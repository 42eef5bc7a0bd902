use console::Style;
use std::sync::LazyLock;

pub const CONFIG_FILE: &str = "arkres.toml";

pub const DEFAULT_DATA_ROOT: &str = "Data";
pub const DEFAULT_PLATFORM: &str = "IOS";
pub const DEFAULT_UNITY_VERSION: &str = "2017.4.39f1";
pub const DEFAULT_USER_AGENT: &str = "Arknights/14 CFNetwork/1240.0.4 Darwin/20.6.0";
pub const DEFAULT_WORKERS: usize = 8;

/// The servers processed when the configuration does not name any.
pub const DEFAULT_SERVERS: &[&str] = &["cn", "us", "jp"];

/// Asset hosts of the servers known out of the box.
pub const SERVER_HOSTS: &[(&str, &str)] = &[
    ("cn", "ak.hycdn.cn"),
    ("us", "ark-us-static-online.yo-star.com"),
    ("jp", "ark-jp-static-online.yo-star.com"),
];

/// The `cn` server publishes its resource version on a separate config host.
pub const CN_SERVER: &str = "cn";
pub const CN_VERSION_HOST: &str = "ak-conf.hypergryph.com";

// Data root layout.
pub const RAW_DIR: &str = "raw";
pub const BUNDLES_DIR: &str = "bundles";
pub const ASSETS_DIR: &str = "assets";
pub const HOT_UPDATE_LIST: &str = "hot_update_list.json";

// Extensions.
pub const BUNDLE_EXTENSION: &str = "ab";
pub const IMAGE_EXTENSION: &str = ".png";
pub const BINARY_DATA_EXTENSION: &str = ".bytes";
pub const WAV_EXTENSION: &str = ".wav";
pub const JSON_EXTENSION: &str = ".json";
pub const TEXT_EXTENSION: &str = ".txt";

/// Upstream extensions that the asset host serves under a generic data extension.
pub const REQUEST_EXTENSION_PLACEHOLDERS: &[(&str, &str)] = &[(".ab", ".dat"), (".mp4", ".dat")];

// Game data conventions.
pub const GAMEDATA_ROOT: &str = "gamedata";
pub const STORY_DIR: &str = "story";
pub const EXCEL_DIR: &str = "excel";
pub const DATA_VERSION_NAME: &str = "data_version";

/// Gamedata subdirectories whose encrypted payloads start after a signature block.
const GAMEDATA_DECRYPT_OFFSETS: &[(&str, usize)] = &[
    ("[uc]lua.ab", 128),
    ("excel", 128),
    ("battle", 128),
    ("buff_table", 128),
];

/// Returns the decrypt offset for a top-level gamedata subdirectory, `0` for unknown ones.
pub fn gamedata_decrypt_offset(dir: &str) -> usize {
    GAMEDATA_DECRYPT_OFFSETS
        .iter()
        .find(|(name, _)| *name == dir)
        .map(|(_, offset)| *offset)
        .unwrap_or(0)
}

/// Returns the built-in asset host of a server.
pub fn builtin_server_host(server: &str) -> Option<&'static str> {
    SERVER_HOSTS
        .iter()
        .find(|(name, _)| *name == server)
        .map(|(_, host)| *host)
}

pub const CLAP_CONFIG_OPTIONS: &str = "Config Options";
pub const CLAP_GLOBAL_OPTIONS: &str = "Global Options";

pub static SERVER_STYLE: LazyLock<Style> = LazyLock::new(|| Style::new().cyan().bold());
pub static VERSION_STYLE: LazyLock<Style> = LazyLock::new(|| Style::new().yellow());
pub static STAGE_STYLE: LazyLock<Style> = LazyLock::new(|| Style::new().magenta());
//! A fixed-size pool of workers draining one shared queue.

use std::{collections::VecDeque, fmt::Display, future::Future, sync::Arc};

use futures::future::join_all;
use parking_lot::Mutex;

use crate::SyncError;

/// An item handed to a worker, together with its position in the stage.
#[derive(Debug)]
pub struct Claim<T> {
    /// 1-based id of the worker that claimed the item.
    pub worker: usize,
    /// 1-based number of the claim within the stage.
    pub index: usize,
    pub total: usize,
    pub item: T,
}

struct Queue<T> {
    pending: VecDeque<T>,
    claimed: usize,
    total: usize,
}

impl<T> Queue<T> {
    fn claim(&mut self, worker: usize) -> Option<Claim<T>> {
        let item = self.pending.pop_front()?;
        self.claimed += 1;
        Some(Claim {
            worker,
            index: self.claimed,
            total: self.total,
            item,
        })
    }
}

/// Runs `job` for every item on `workers` concurrent tasks and waits for all
/// of them to finish.
///
/// A worker stops at the first error of its own, siblings keep draining the
/// queue. Once every worker has exited the first error (in worker order) is
/// returned.
pub async fn run_pool<T, F, Fut>(
    stage: &'static str,
    workers: usize,
    items: impl IntoIterator<Item = T>,
    job: F,
) -> Result<(), SyncError>
where
    T: Display + Send + 'static,
    F: Fn(Claim<T>) -> Fut + Send + Sync + 'static,
    Fut: Future<Output = Result<(), SyncError>> + Send + 'static,
{
    let pending: VecDeque<T> = items.into_iter().collect();
    let total = pending.len();
    let queue = Arc::new(Mutex::new(Queue {
        pending,
        claimed: 0,
        total,
    }));
    let job = Arc::new(job);
    let pb = arkres_progress::stage_progress_bar(stage, total as u64);

    let handles = (1..=workers.max(1)).map(|worker| {
        let queue = queue.clone();
        let job = job.clone();
        let pb = pb.clone();
        tokio::spawn(async move {
            loop {
                let Some(claim) = queue.lock().claim(worker) else {
                    return Ok(());
                };
                let label = claim.item.to_string();
                if let Err(err) = job(claim).await {
                    tracing::error!("[Worker {worker}] Failed on {label}: {err}");
                    return Err(err);
                }
                pb.inc(1);
            }
        })
    });

    let mut first_error = None;
    for result in join_all(handles).await {
        let result = result.map_err(|source| SyncError::WorkerPanicked { stage, source });
        if let Err(err) = result.and_then(|outcome| outcome) {
            if first_error.is_none() {
                first_error = Some(err);
            }
        }
    }

    match first_error {
        Some(err) => {
            arkres_progress::finish_stage(&pb, true, "failed");
            Err(err)
        }
        None => {
            arkres_progress::finish_stage(&pb, false, format!("{total} done"));
            Ok(())
        }
    }
}
//! Unpacks raw blobs into the bundle tree of a server.

use std::{io, path::Path};

use filetime::FileTime;
use fs_err as fs;
use zip::ZipArchive;

use crate::{SyncError, layout::DataLayout, manifest::BundleDescriptor, util::temp_file_for};

/// What a materialize run did.
#[derive(Debug, Default, Clone, Copy, PartialEq, Eq)]
pub struct MaterializeReport {
    /// Entries that were (re)written.
    pub written: usize,
    /// Entries that were already up to date or could not be placed safely.
    pub skipped: usize,
}

/// Unpacks the blob of every bundle into `{server}/bundles`.
///
/// An entry is only written when the output file is missing or older than
/// the blob. Written files take over the blob's modification time. Bundles
/// whose blob is not stored are ignored.
pub fn materialize_bundles(
    layout: &DataLayout,
    server: &str,
    bundles: &[BundleDescriptor],
) -> Result<MaterializeReport, SyncError> {
    let root = layout.bundles_dir(server);
    fs::create_dir_all(&root)?;

    let total = bundles.len();
    let mut report = MaterializeReport::default();
    for (idx, bundle) in bundles.iter().enumerate() {
        let raw = layout.raw_blob_path(bundle)?;
        if !raw.is_file() {
            continue;
        }
        unpack_blob(&raw, &root, idx + 1, total, &mut report)?;
    }

    Ok(report)
}

fn unpack_blob(
    raw: &Path,
    root: &Path,
    count: usize,
    total: usize,
    report: &mut MaterializeReport,
) -> Result<(), SyncError> {
    let invalid_zip = |source| SyncError::InvalidZip {
        path: raw.to_path_buf(),
        source,
    };

    let raw_time = FileTime::from_last_modification_time(&fs::metadata(raw)?);
    let mut archive = ZipArchive::new(fs::File::open(raw)?).map_err(invalid_zip)?;

    for i in 0..archive.len() {
        let mut entry = archive.by_index(i).map_err(invalid_zip)?;
        let Some(relative) = entry.enclosed_name() else {
            tracing::warn!(
                "Skipping '{}' of {}, it points outside of the bundle tree",
                entry.name(),
                raw.display()
            );
            report.skipped += 1;
            continue;
        };
        let output = root.join(relative);

        if entry.is_dir() {
            fs::create_dir_all(&output)?;
            continue;
        }

        let overwrite = match fs::metadata(&output) {
            Ok(metadata) => FileTime::from_last_modification_time(&metadata) < raw_time,
            Err(e) if e.kind() == io::ErrorKind::NotFound => true,
            Err(e) => return Err(e.into()),
        };
        if !overwrite {
            report.skipped += 1;
            continue;
        }

        tracing::info!("Extract {count} / {total}: {}", entry.name());
        if let Some(parent) = output.parent() {
            fs::create_dir_all(parent)?;
        }

        // Write next to the target and rename, a half written entry would
        // otherwise look up to date on the next run.
        let mut temp = temp_file_for(&output)?;
        io::copy(&mut entry, &mut temp)?;
        filetime::set_file_mtime(temp.path(), raw_time)?;
        temp.persist(&output).map_err(|e| e.error)?;
        report.written += 1;
    }

    Ok(())
}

- - - - -

In the listing, find each line with the string "else" and copy it.

• [TASK RESPONSE]:
                let Some(claim) = queue.lock().claim(worker) else {
        let Some(relative) = entry.enclosed_name() else {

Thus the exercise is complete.